According to the Hoax Slayer newswire, a forged email lands in a Skype user’s mailbox advising them that a top-up payment of £69.99 has been made via PayPal and – of course – offering them a fake PayPal site URL to check their account details with.
Since most users of the popular Internet telephony and instant messaging service use PayPal, Infosecurity notes, the chances of users being alarmed and 'clicking through’ on the URL are relatively high.
The newswire reports that the message is not a genuine PayPal transaction notification. It is a phishing scam designed to trick recipients into visiting a fake web site and divulging their login and financial details to Internet criminals.
Brett Christensen of the newswire notes that the message is a phishing scam designed to trick people into handing over their personal and financial details to scammers.
“The recipient has not been charged 69.99 GBP for a Skype TopUp as claimed in the scam message. In fact, the supposed charge is simply the bait used to trick people into clicking the 'refund’ link”, he says.
“The scammers bank on the fact that at least some recipients, panicked into believing that an unauthorized transaction has been made on their PayPal account, will follow the refund link in the mistaken believe that they can dispute the transaction and get their money back”, he adds
Christensen goes on to say that those internet users who do follow the link will first be taken to a fake web page designed to closely resemble the genuine PayPal website and asked to login with their PayPal username and password.

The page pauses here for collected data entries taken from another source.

//! Stage evaluation.

use crate::core::{Decision, StageTally};
use crate::model::{Stage, Task};

/// Outcome of evaluating a stage after a decision.
#[derive(Debug, Clone, PartialEq, Eq)]
pub enum StageVerdict {
    /// A task was rejected; the workflow ends.
    Rejected {
        /// The rejection that determines the final comment.
        task_id: String,
        /// Its comments.
        comments: String,
    },
    /// The aggregation policy is satisfied.
    Complete,
    /// More decisions are needed.
    Waiting,
}

/// Evaluates `stage` over its tasks.
///
/// A rejection wins over every policy. When several tasks are rejected the
/// earliest decision counts, ties going to the task created first.
#[must_use]
pub fn evaluate_stage<'a, I>(stage: &Stage, tasks: I, count_delegated: bool) -> StageVerdict
where
    I: IntoIterator<Item = &'a Task>,
{
    let tasks: Vec<&Task> = tasks
        .into_iter()
        .filter(|t| t.stage_id == stage.id)
        .collect();

    let first_rejection = tasks
        .iter()
        .enumerate()
        .filter(|(_, t)| t.decision == Decision::Rejected)
        .min_by_key(|(index, t)| (t.decision_at, *index));
    if let Some((_, task)) = first_rejection {
        return StageVerdict::Rejected {
            task_id: task.id.clone(),
            comments: task.comments.clone(),
        };
    }

    let tally = StageTally::from_decisions(tasks.iter().map(|t| t.decision), count_delegated);
    if stage.aggregation.is_satisfied(&tally) {
        StageVerdict::Complete
    } else {
        StageVerdict::Waiting
    }
}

Once they have logged on to the fake site, they will then be presented with the following 'Refund Request – Identity Verification’ form which asks them to provide their credit card number and a large amount of personal information.
Commenting on the phishing campaign, the Softpedia newswire says that card numbers, bank account data, passwords, emails, driver license numbers and even names will never be requested from users in a legitimate email sent by PayPal.
“Always be on the lookout for shady sender addresses, links that point elsewhere but the genuine website, attachments, and most importantly, the false sense of urgency that's created in these scams”, notes the wire.